We employ a range of ‘'context-sensitive' learning processes - as discussed in Attwood et al (2002 pp111-183). These include community events, leadership networks; communities of practice and learning networks, action learning, service improvement tools, coaching, mentoring; job shadowing and exchange visits.

This diversity is underpinned by common values and principles. In particular, we work with an overall action learning approach to development. An Action Learning Approach Although action learning is a specific methodology, it is also a general approach that makes learning integral to, and inseparable from, working: “There is no learning without action, and no (sober and deliberate) action without learning” (Revans 1998 p 10) In contrast to conventional change management, learning is not an add-on or something that happens in parallel to the work; it is part of the work itself. In our work, the action learning perspective is fundamental to how the core objectives of any project are achieved. This implies a built-in evaluation process to test progress and learning on goals and purposes as the work unfolds.

5. Our Plans

We focus on both development pathways and development platforms. Pathways might be centred on a thematic common interest such as integration of services or new kinds of working together to achieve collaborative advantage (Huxham et al); the whole offering much more than the sum of the parts. Platforms can be specific geographic settings (often exhibiting the most significant disadvantage or greatest decline in trajectory), or particular groups (e.g. travellers or people with mental health problems).

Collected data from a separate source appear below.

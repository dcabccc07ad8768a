use serde::Deserialize;

/// Layered configuration: built-in defaults, then `config/default.toml` (or
/// the file named by `SKYPORT_CONFIG_FILE`), then `SKYPORT__*` environment
/// variables, each source overriding the last.
#[derive(Debug, Clone, Deserialize)]
pub struct AppConfig {
    pub server: ServerSettings,
    pub database: DatabaseSettings,
    pub redis: RedisSettings,
    pub storage: StorageSettings,
    pub release: ReleaseSettings,
    pub rate_limit: RateLimitSettings,
}

#[derive(Debug, Clone, Deserialize)]
pub struct ServerSettings {
    pub host: String,
    pub port: u16,
    pub request_timeout_seconds: u64,
}

#[derive(Debug, Clone, Deserialize)]
pub struct DatabaseSettings {
    pub url: String,
    pub max_connections: u32,
}

#[derive(Debug, Clone, Deserialize)]
pub struct RedisSettings {
    pub url: String,
}

#[derive(Debug, Clone, Copy, Deserialize, PartialEq, Eq)]
#[serde(rename_all = "snake_case")]
pub enum BlobBackend {
    Local,
    S3,
}

#[derive(Debug, Clone, Deserialize)]
pub struct StorageSettings {
    pub backend: BlobBackend,
    pub local_path: Option<String>,
    pub s3_bucket: Option<String>,
    pub presign_ttl_seconds: u64,
}

#[derive(Debug, Clone, Deserialize)]
pub struct ReleaseSettings {
    pub max_diff_releases: usize,
    /// Executable that computes binary diffs; omitted means diffing stays
    /// disabled (spec §4.G, §9).
    pub differ_executable: Option<String>,
}

/// Bounds for the sliding-window limiter guarding the release-upload route
/// (spec §6: "100 requests / 15 min / IP").
#[derive(Debug, Clone, Deserialize)]
pub struct RateLimitSettings {
    pub upload_max_requests: u32,
    pub upload_window_seconds: u64,
}

impl AppConfig {
    pub fn load() -> anyhow::Result<Self> {
        let config_file = std::env::var("SKYPORT_CONFIG_FILE").unwrap_or_else(|_| "config/default.toml".to_string());

        let settings = config::Config::builder()
            .add_source(config::File::with_name(&config_file).required(false))
            .add_source(config::Environment::with_prefix("SKYPORT").separator("__"))
            .build()?;

        let config: AppConfig = settings.try_deserialize()?;
        config.validate()?;
        Ok(config)
    }

    fn validate(&self) -> anyhow::Result<()> {
        if self.server.port == 0 {
            anyhow::bail!("server.port must be greater than 0");
        }
        if !self.database.url.starts_with("postgres") {
            anyhow::bail!("database.url must be a postgres connection string");
        }
        if !self.redis.url.starts_with("redis://") {
            anyhow::bail!("redis.url must start with redis://");
        }
        if self.storage.backend == BlobBackend::S3 && self.storage.s3_bucket.is_none() {
            anyhow::bail!("storage.s3_bucket is required when storage.backend = \"s3\"");
        }
        Ok(())
    }
}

Our agenda will emerge to reflect the priorities and focus of our Members, as well as issues that arise from changes in their external environment. We anticipate that key areas of interest which will influence our emerging agenda will be those that impact most heavily on our public services and the communities they seek to serve

We anticipate spending specific time on each of the areas of focus, in order that in-depth thinking, acting, learning and sharing can take place. We will aim for and expect that sustainable changes are made to the organisations and systems we work with and within, and that real benefits are seen by those who work for and are affected by these organisations and systems.

6. Our Members

In helping to build social and community capital, the Stamford Forum seeks to maximise co-production, the extent to which individuals and communities can express their latent skills and capacities to add greater value together.

Membership of the Stamford Forum is open to anyone who commits to its principles, agenda and way of working. Wide membership offers the benefits of lateral relationships and networks, and can support talking, listening, acting, sharing and learning with individuals, groups and organisations who may not otherwise work together. We want the policy makers and the implementers to connect at early stages; we want the budget holders to share decision making with those most affected by their decisions; we want joint action and shared responsibility.